**** Supplied data ****

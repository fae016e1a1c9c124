#![allow(clippy::range_plus_one)]

use crate::toolkit::{TokenRecognizer, TokenRecognizerError};
use memchr::{memchr, memchr2};
use oxilangtag::LanguageTag;
use std::borrow::Cow;
use std::cmp::min;
use std::ops::Range;
use std::str;

/// A token of the Turtle syntax family.
///
/// IRI references are returned raw (escapes decoded, no resolution): the
/// recognizers resolve them against their environment.
#[derive(Debug, PartialEq, Eq)]
pub enum TtlToken<'a> {
    IriRef(String),
    PrefixedName {
        prefix: &'a str,
        local: Cow<'a, str>,
        might_be_invalid_iri: bool,
    },
    Variable(Cow<'a, str>),
    BlankNodeLabel(&'a str),
    String(String),
    LongString(String),
    Integer(&'a str),
    Decimal(&'a str),
    Double(&'a str),
    LangTag(&'a str),
    Punctuation(&'a str),
    PlainKeyword(&'a str),
}

/// The lexical mode: the line-oriented syntaxes (N-Triples, N-Quads) restrict
/// the terse (Turtle, TriG) token set.
#[derive(Eq, PartialEq)]
pub enum TtlLexerMode {
    LineFormats,
    Terse,
}

pub struct TtlLexer {
    mode: TtlLexerMode,
    lenient: bool,
}

impl TokenRecognizer for TtlLexer {
    type Token<'a> = TtlToken<'a>;

    fn recognize_next_token<'a>(
        &mut self,
        data: &'a [u8],
        is_ending: bool,
    ) -> Option<(usize, Result<TtlToken<'a>, TokenRecognizerError>)> {
        match *data.first()? {
            b'<' => self.recognize_iri(data),
            b'_' => match data.get(1)? {
                b':' => self.recognize_blank_node_label(data, is_ending),
                c => Some((
                    1,
                    Err((0, format!("Unexpected character '{}'", char::from(*c))).into()),
                )),
            },
            b'"' => {
                if self.mode != TtlLexerMode::LineFormats
                    && *data.get(1)? == b'"'
                    && *data.get(2)? == b'"'
                {
                    self.recognize_long_string(data, b'"')
                } else {
                    self.recognize_string(data, b'"')
                }
            }
            b'\'' if self.mode != TtlLexerMode::LineFormats => {
                if *data.get(1)? == b'\'' && *data.get(2)? == b'\'' {
                    self.recognize_long_string(data, b'\'')
                } else {
                    self.recognize_string(data, b'\'')
                }
            }
            b'@' => self.recognize_lang_tag(data, is_ending),
            b'.' => match data.get(1) {
                Some(b'0'..=b'9') => Self::recognize_number(data, is_ending),
                Some(_) => Some((1, Ok(TtlToken::Punctuation(".")))),
                None => is_ending.then_some((1, Ok(TtlToken::Punctuation(".")))),
            },
            b'^' => {
                if *data.get(1)? == b'^' {
                    Some((2, Ok(TtlToken::Punctuation("^^"))))
                } else {
                    Some((
                        1,
                        Err((0, "A '^' must be followed by another '^' in '^^'").into()),
                    ))
                }
            }
            b'(' => Some((1, Ok(TtlToken::Punctuation("(")))),
            b')' => Some((1, Ok(TtlToken::Punctuation(")")))),
            b'[' => Some((1, Ok(TtlToken::Punctuation("[")))),
            b']' => Some((1, Ok(TtlToken::Punctuation("]")))),
            b'{' => Some((1, Ok(TtlToken::Punctuation("{")))),
            b'}' => Some((1, Ok(TtlToken::Punctuation("}")))),
            b',' => Some((1, Ok(TtlToken::Punctuation(",")))),
            b';' => Some((1, Ok(TtlToken::Punctuation(";")))),
            b'0'..=b'9' | b'+' | b'-' => Self::recognize_number(data, is_ending),
            b'?' | b'$' => self.recognize_variable(data, is_ending),
            _ => self.recognize_pname_or_keyword(data, is_ending),
        }
    }
}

****

What to work on: Search the listing above for "PartialEq" and copy every line that holds it.

Output below:
#[derive(Debug, PartialEq, Eq)]
#[derive(Eq, PartialEq)]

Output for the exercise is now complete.